Nerden bakarsanız yemleme, sırlar, samanda 150-200 titrem giderimiz var. 200 tonu 3.5- 4 liradan hesaplasan 500-600 liralık para yapıyor. Yani hane bizde sorumluluk. Hayvanımızı satamıyoruz. Ağızotu fiyatlarına bakarak hayvanımız mülk etmiyor.
“DİYARBAKIRDA KESİM YAPILIYOR AMA O BIRLIKTE BİZİ KURTARMIYOR”
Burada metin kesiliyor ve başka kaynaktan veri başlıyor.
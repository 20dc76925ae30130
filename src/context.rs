//! Composition root for the guard subsystems.
//!
//! DESIGN
//! ======
//! `PortalContext` owns one session manager, one availability cache and the
//! navigation guard built from them, and hands out an `ApiClient` whose
//! middleware chain carries the refresh interceptor. Routing and view code get
//! these handles injected; nothing here is a global.
//! Clone is cheap: all fields are Arc-wrapped or Clone.

use std::sync::Arc;

use crate::availability::AvailabilityCache;
use crate::config::GuardConfig;
use crate::error::ApiError;
use crate::guard::{NavigationGuard, Redirect};
use crate::http::{ApiClient, HttpTransport, ReqwestTransport};
use crate::interceptor::RefreshOnUnauthorized;
use crate::session::SessionManager;

#[derive(Clone)]
pub struct PortalContext {
    pub session: Arc<SessionManager>,
    pub availability: AvailabilityCache,
    pub guard: NavigationGuard,
    pub client: ApiClient,
}

impl PortalContext {
    /// Build the context with a reqwest transport rooted at `config.api_url`.
    ///
    /// # Errors
    ///
    /// Returns an error if the base URL is invalid or the HTTP client fails
    /// to build.
    pub fn from_config(config: &GuardConfig) -> Result<Self, ApiError> {
        let transport = ReqwestTransport::new(&config.api_url, config.timeouts)?;
        Ok(Self::with_transport(config, Arc::new(transport)))
    }

    /// Build the context over an arbitrary transport.
    #[must_use]
    pub fn with_transport(config: &GuardConfig, transport: Arc<dyn HttpTransport>) -> Self {
        let session = Arc::new(SessionManager::new(Arc::clone(&transport), config.session_cookies.clone()));
        let availability = AvailabilityCache::new(Arc::clone(&transport), config.availability_window);
        let guard = NavigationGuard::new(
            availability.clone(),
            Arc::clone(&session),
            config.paths.clone(),
            config.auth_wait,
        );
        let client = ApiClient::new(transport).with(Arc::new(RefreshOnUnauthorized::new(Arc::clone(&session))));

        Self { session, availability, guard, client }
    }

    /// Application start: derive the session once.
    pub async fn start(&self) {
        self.session.check_auth().await;
    }

    /// Log out and return where the user should be sent.
    pub async fn logout_and_redirect(&self) -> Redirect {
        self.session.logout().await;
        self.guard.login_redirect()
    }
}

// =============================================================================
// TEST HELPERS
// =============================================================================

#[cfg(test)]
pub mod test_helpers {
    use std::collections::{HashMap, VecDeque};
    use std::sync::Mutex;
    use std::time::Duration;

    use crate::error::ApiError;
    use crate::http::{ApiRequest, ApiResponse, HttpTransport};

    /// One scripted reply for a path.
    #[derive(Debug, Clone)]
    pub struct Reply {
        outcome: Result<ApiResponse, String>,
        delay: Option<Duration>,
    }

    impl Reply {
        pub fn status(status: u16, body: &str) -> Self {
            Self { outcome: Ok(ApiResponse::new(status, body)), delay: None }
        }

        pub fn json(status: u16, body: serde_json::Value) -> Self {
            Self::status(status, &body.to_string())
        }

        pub fn network_error() -> Self {
            Self { outcome: Err("connection refused".into()), delay: None }
        }

        /// Hold the reply back for `delay` (tokio time, so pausable).
        pub fn after(mut self, delay: Duration) -> Self {
            self.delay = Some(delay);
            self
        }
    }

    /// Transport that answers from per-path reply queues and records calls.
    ///
    /// The last reply in a queue is sticky: it answers every later call.
    /// Paths with no script answer 404.
    #[derive(Default)]
    pub struct ScriptedTransport {
        replies: Mutex<HashMap<String, VecDeque<Reply>>>,
        calls: Mutex<Vec<ApiRequest>>,
        expired: Mutex<Vec<String>>,
    }

    impl ScriptedTransport {
        pub fn new() -> Self {
            Self::default()
        }

        pub fn on(self, path: &str, reply: Reply) -> Self {
            self.push(path, reply);
            self
        }

        pub fn push(&self, path: &str, reply: Reply) {
            self.replies
                .lock()
                .unwrap()
                .entry(path.to_owned())
                .or_default()
                .push_back(reply);
        }

        pub fn calls(&self) -> Vec<ApiRequest> {
            self.calls.lock().unwrap().clone()
        }

        pub fn calls_to(&self, path: &str) -> usize {
            self.calls
                .lock()
                .unwrap()
                .iter()
                .filter(|r| r.path == path)
                .count()
        }

        pub fn expired_cookies(&self) -> Vec<String> {
            self.expired.lock().unwrap().clone()
        }

        fn next_reply(&self, path: &str) -> Reply {
            let mut replies = self.replies.lock().unwrap();
            match replies.get_mut(path) {
                Some(queue) if queue.len() > 1 => queue.pop_front().unwrap(),
                Some(queue) if !queue.is_empty() => queue[0].clone(),
                _ => Reply::status(404, ""),
            }
        }
    }

    #[async_trait::async_trait]
    impl HttpTransport for ScriptedTransport {
        async fn send(&self, request: &ApiRequest) -> Result<ApiResponse, ApiError> {
            self.calls.lock().unwrap().push(request.clone());
            let reply = self.next_reply(&request.path);
            if let Some(delay) = reply.delay {
                tokio::time::sleep(delay).await;
            }
            reply.outcome.map_err(ApiError::Network)
        }

        fn expire_cookies(&self, names: &[String]) {
            self.expired.lock().unwrap().extend_from_slice(names);
        }
    }

    pub fn user_json(id: i64, email: &str) -> serde_json::Value {
        serde_json::json!({ "id": id, "email": email, "first_name": "Ana", "last_name": null })
    }
}

#[cfg(test)]
#[path = "context_test.rs"]
mod tests;
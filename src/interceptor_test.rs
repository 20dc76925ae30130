use super::*;
use crate::context::test_helpers::{Reply, ScriptedTransport, user_json};
use crate::http::{ApiClient, IDENTITY_PATH};

const SITES: &str = "/api/sites";

fn client(transport: &Arc<ScriptedTransport>) -> (ApiClient, Arc<SessionManager>) {
    let session = Arc::new(SessionManager::new(transport.clone(), vec![]));
    let client = ApiClient::new(transport.clone()).with(Arc::new(RefreshOnUnauthorized::new(Arc::clone(&session))));
    (client, session)
}

#[tokio::test]
async fn success_passes_through_without_refresh() {
    let transport = Arc::new(ScriptedTransport::new().on(SITES, Reply::status(200, "[]")));
    let (client, _) = client(&transport);

    let resp = client.send(ApiRequest::get(SITES)).await.unwrap();

    assert_eq!(resp.status, 200);
    assert_eq!(transport.calls_to(REFRESH_PATH), 0);
}

#[tokio::test]
async fn unauthorized_refreshes_and_retries_once() {
    let transport = Arc::new(
        ScriptedTransport::new()
            .on(SITES, Reply::status(401, ""))
            .on(SITES, Reply::status(200, "[]"))
            .on(REFRESH_PATH, Reply::status(200, "{}")),
    );
    let (client, _) = client(&transport);

    let resp = client.send(ApiRequest::get(SITES)).await.unwrap();

    assert_eq!(resp.status, 200);
    assert_eq!(transport.calls_to(SITES), 2);
    assert_eq!(transport.calls_to(REFRESH_PATH), 1);
}

#[tokio::test]
async fn retry_that_is_still_unauthorized_is_returned_as_is() {
    let transport = Arc::new(
        ScriptedTransport::new()
            .on(SITES, Reply::status(401, ""))
            .on(REFRESH_PATH, Reply::status(200, "{}")),
    );
    let (client, _) = client(&transport);

    let resp = client.send(ApiRequest::get(SITES)).await.unwrap();

    assert_eq!(resp.status, 401);
    assert_eq!(transport.calls_to(SITES), 2);
    assert_eq!(transport.calls_to(REFRESH_PATH), 1);
}

#[tokio::test]
async fn failed_refresh_clears_session() {
    let transport = Arc::new(
        ScriptedTransport::new()
            .on(IDENTITY_PATH, Reply::json(200, user_json(1, "a@example.test")))
            .on(SITES, Reply::status(401, ""))
            .on(REFRESH_PATH, Reply::status(401, "")),
    );
    let (client, session) = client(&transport);
    session.check_auth().await;
    assert!(session.has_valid_session());

    let resp = client.send(ApiRequest::get(SITES)).await.unwrap();

    assert_eq!(resp.status, 401);
    assert_eq!(transport.calls_to(SITES), 1);
    assert!(!session.has_valid_session());
}

#[tokio::test]
async fn refresh_endpoint_401_is_not_intercepted() {
    let transport = Arc::new(ScriptedTransport::new().on(REFRESH_PATH, Reply::status(401, "")));
    let (client, _) = client(&transport);

    let resp = client.send(ApiRequest::post(REFRESH_PATH)).await.unwrap();

    assert_eq!(resp.status, 401);
    assert_eq!(transport.calls_to(REFRESH_PATH), 1);
}

#[tokio::test]
async fn retried_request_keeps_method_and_body() {
    let transport = Arc::new(
        ScriptedTransport::new()
            .on(SITES, Reply::status(401, ""))
            .on(SITES, Reply::status(201, "{}"))
            .on(REFRESH_PATH, Reply::status(200, "{}")),
    );
    let (client, _) = client(&transport);
    let request = ApiRequest::post(SITES).with_json(serde_json::json!({ "name": "Catedral" }));

    client.send(request.clone()).await.unwrap();

    let replays: Vec<_> = transport.calls().into_iter().filter(|r| r.path == SITES).collect();
    assert_eq!(replays, vec![request.clone(), request]);
}

#[tokio::test]
async fn network_error_propagates_to_caller() {
    let transport = Arc::new(ScriptedTransport::new().on(SITES, Reply::network_error()));
    let (client, _) = client(&transport);

    let err = client.send(ApiRequest::get(SITES)).await.unwrap_err();

    assert!(matches!(err, ApiError::Network(_)));
    assert_eq!(transport.calls_to(REFRESH_PATH), 0);
}
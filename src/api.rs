//! HTTP surface over [`CatalogService`].

use axum::body::Bytes;
use axum::extract::{Path, Query, State};
use axum::http::StatusCode;
use axum::response::{IntoResponse, Response};
use axum::routing::{get, post};
use axum::{Json, Router};
use serde::Deserialize;
use tower_http::{cors::CorsLayer, trace::TraceLayer};
use uuid::Uuid;
use validator::Validate;
use crate::domain::aggregates::{ImportBatch, SyncSchedule};
use crate::domain::value_objects::ImportKind;
use crate::import::ImportSource;
use crate::service::{BatchDetails, CatalogService};
use crate::sync::SyncReport;
use crate::transfer::TransferReport;
use crate::CatalogError;

const ERRORS_PER_BATCH: i64 = 100;
const SYNC_HISTORY_LIMIT: i64 = 50;

#[derive(Clone)]
pub struct AppState {
    pub service: CatalogService,
}

pub fn router(state: AppState) -> Router {
    Router::new()
        .route("/health", get(|| async { Json(serde_json::json!({"status": "healthy", "service": "woo-catalog-sync"})) }))
        .route("/api/v1/shops/:id/test", post(test_shop))
        .route("/api/v1/shops/:id/sync-schedule", get(get_schedule).post(set_schedule).delete(delete_schedule))
        .route("/api/v1/shops/:id/syncs", get(sync_history))
        .route("/api/v1/imports", post(create_import))
        .route("/api/v1/imports/:id", get(get_import))
        .route("/api/v1/imports/:id/cancel", post(cancel_import))
        .route("/api/v1/products/sync", post(sync_products))
        .route("/api/v1/products/transfer", post(transfer_products))
        .route("/api/v1/product-shop-variants", post(select_variations))
        .layer(TraceLayer::new_for_http())
        .layer(CorsLayer::permissive())
        .with_state(state)
}

#[derive(Debug)]
pub enum ApiError {
    Catalog(CatalogError),
    Invalid(String),
}

impl From<CatalogError> for ApiError {
    fn from(err: CatalogError) -> Self { Self::Catalog(err) }
}

impl From<validator::ValidationErrors> for ApiError {
    fn from(err: validator::ValidationErrors) -> Self { Self::Invalid(err.to_string()) }
}

impl IntoResponse for ApiError {
    fn into_response(self) -> Response {
        let status = match &self {
            Self::Invalid(_) => StatusCode::UNPROCESSABLE_ENTITY,
            Self::Catalog(err) => match err {
                CatalogError::ShopNotFound(_)
                | CatalogError::BatchNotFound(_)
                | CatalogError::ProductNotFound(_)
                | CatalogError::ScheduleNotFound(_) => StatusCode::NOT_FOUND,
                CatalogError::Validation(_) | CatalogError::Parse(_) => StatusCode::BAD_REQUEST,
                CatalogError::BatchState(_) => StatusCode::CONFLICT,
                CatalogError::Connectivity(_) | CatalogError::Remote(_) => StatusCode::BAD_GATEWAY,
                CatalogError::Config(_) | CatalogError::Storage(_) => StatusCode::INTERNAL_SERVER_ERROR,
            },
        };
        let message = match self { Self::Invalid(m) => m, Self::Catalog(e) => e.to_string() };
        if status.is_server_error() { tracing::error!(%status, error = %message, "request failed"); }
        (status, Json(serde_json::json!({"error": message}))).into_response()
    }
}

type ApiResult<T> = Result<T, ApiError>;

async fn test_shop(State(s): State<AppState>, Path(id): Path<Uuid>) -> ApiResult<Json<serde_json::Value>> {
    let online = s.service.test_shop_connection(id).await?;
    Ok(Json(serde_json::json!({"shop_id": id, "online": online})))
}

#[derive(Debug, Deserialize, Validate)]
pub struct ScheduleRequest {
    /// Seconds between runs; at least a minute, at most a week.
    #[validate(range(min = 60, max = 604800))]
    pub interval_secs: i64,
    #[serde(default = "enabled_by_default")]
    pub enabled: bool,
}

fn enabled_by_default() -> bool { true }

async fn get_schedule(State(s): State<AppState>, Path(id): Path<Uuid>) -> ApiResult<Json<SyncSchedule>> {
    Ok(Json(s.service.sync_schedule(id).await?))
}

async fn set_schedule(State(s): State<AppState>, Path(id): Path<Uuid>, Json(r): Json<ScheduleRequest>) -> ApiResult<Json<SyncSchedule>> {
    r.validate()?;
    Ok(Json(s.service.set_sync_schedule(id, r.interval_secs, r.enabled).await?))
}

async fn delete_schedule(State(s): State<AppState>, Path(id): Path<Uuid>) -> ApiResult<StatusCode> {
    s.service.remove_sync_schedule(id).await?;
    Ok(StatusCode::NO_CONTENT)
}

#[derive(Debug, Deserialize)]
pub struct HistoryParams { pub limit: Option<i64> }

async fn sync_history(State(s): State<AppState>, Path(id): Path<Uuid>, Query(p): Query<HistoryParams>) -> ApiResult<Json<Vec<ImportBatch>>> {
    let limit = p.limit.unwrap_or(SYNC_HISTORY_LIMIT).clamp(1, 200);
    Ok(Json(s.service.sync_history(id, limit).await?))
}

#[derive(Debug, Deserialize)]
pub struct ImportParams { pub shop_id: Uuid, pub kind: ImportKind, pub filename: Option<String> }

/// Accepts a CSV body, answers with the pending batch and processes it in the background.
async fn create_import(State(s): State<AppState>, Query(p): Query<ImportParams>, body: Bytes) -> ApiResult<(StatusCode, Json<ImportBatch>)> {
    if body.is_empty() { return Err(ApiError::Invalid("import file is empty".into())); }
    let filename = p.filename.unwrap_or_else(|| format!("{}.csv", p.kind));
    let batch = s.service.start_import(p.shop_id, p.kind, &filename, Some(body.len() as i64)).await?;

    let service = s.service.clone();
    let batch_id = batch.id();
    tokio::spawn(async move {
        if let Err(err) = service.process_import(batch_id, ImportSource::Csv(body.to_vec())).await {
            tracing::error!(%batch_id, error = %err, "background import failed");
        }
    });
    Ok((StatusCode::ACCEPTED, Json(batch)))
}

async fn get_import(State(s): State<AppState>, Path(id): Path<Uuid>) -> ApiResult<Json<BatchDetails>> {
    Ok(Json(s.service.batch_with_errors(id, ERRORS_PER_BATCH).await?))
}

async fn cancel_import(State(s): State<AppState>, Path(id): Path<Uuid>) -> ApiResult<Json<ImportBatch>> {
    Ok(Json(s.service.cancel_import(id).await?))
}

#[derive(Debug, Deserialize, Validate)]
pub struct SyncRequest {
    pub shop_id: Uuid,
    #[validate(range(min = 1, max = 100))]
    pub batch_size: Option<u32>,
    #[validate(range(min = 1, max = 10000))]
    pub max_products: Option<u32>,
}

async fn sync_products(State(s): State<AppState>, Json(r): Json<SyncRequest>) -> ApiResult<Json<SyncReport>> {
    r.validate()?;
    Ok(Json(s.service.run_sync(r.shop_id, r.batch_size, r.max_products).await?))
}

#[derive(Debug, Deserialize, serde::Serialize)]
pub struct TransferItem { pub product_id: Uuid, pub selected_variation_ids: Option<Vec<Uuid>> }

#[derive(Debug, Deserialize, Validate)]
pub struct TransferRequest {
    pub target_shop_id: Uuid,
    pub source_shop_id: Option<Uuid>,
    #[validate(length(min = 1, message = "at least one product is required"))]
    pub products: Vec<TransferItem>,
}

async fn transfer_products(State(s): State<AppState>, Json(r): Json<TransferRequest>) -> ApiResult<Json<TransferReport>> {
    r.validate()?;
    let mut products = Vec::with_capacity(r.products.len());
    for item in r.products {
        let product = s.service.load_transfer_product(item.product_id, r.source_shop_id).await?;
        products.push(match item.selected_variation_ids {
            Some(ids) => product.with_selection(ids),
            None => product,
        });
    }
    Ok(Json(s.service.run_transfer(r.target_shop_id, r.source_shop_id, products).await?))
}

#[derive(Debug, Deserialize)]
pub struct SelectVariationsRequest { pub product_id: Uuid, pub variation_ids: Vec<Uuid> }

async fn select_variations(State(s): State<AppState>, Json(r): Json<SelectVariationsRequest>) -> ApiResult<StatusCode> {
    s.service.select_variations(r.product_id, r.variation_ids).await?;
    Ok(StatusCode::NO_CONTENT)
}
Hayvanlarımızı kurbandan, kurbana satıyoruz. Hayvanlarımızı besi yapıyoruz tıpkısı zamanda kurbanda satıyoruz. Arada Sırada dışardan gelen tüccarlara satıyoruz. Düpedüz onlara dahi harcamak istemiyoruz çünkü onlarda çarkıt fiyata bizden almak istiyorlar. Bazan kesime gönderiyoruz, uyuşma doğrusu servet etmiyor. Itilaf yani bugünkü parayla piyasaya bakarsan eş Diyarbakır’dahi kesiyor 80 lira civarında. O dahi bizi kurtarmıyor, buradan nakliyesi derken o bizi aşıyor. Filhakika asıl olan nakliye buradan Diyarbakır’a kuzunun fiyatı nısıf fiyatını düşüyor.”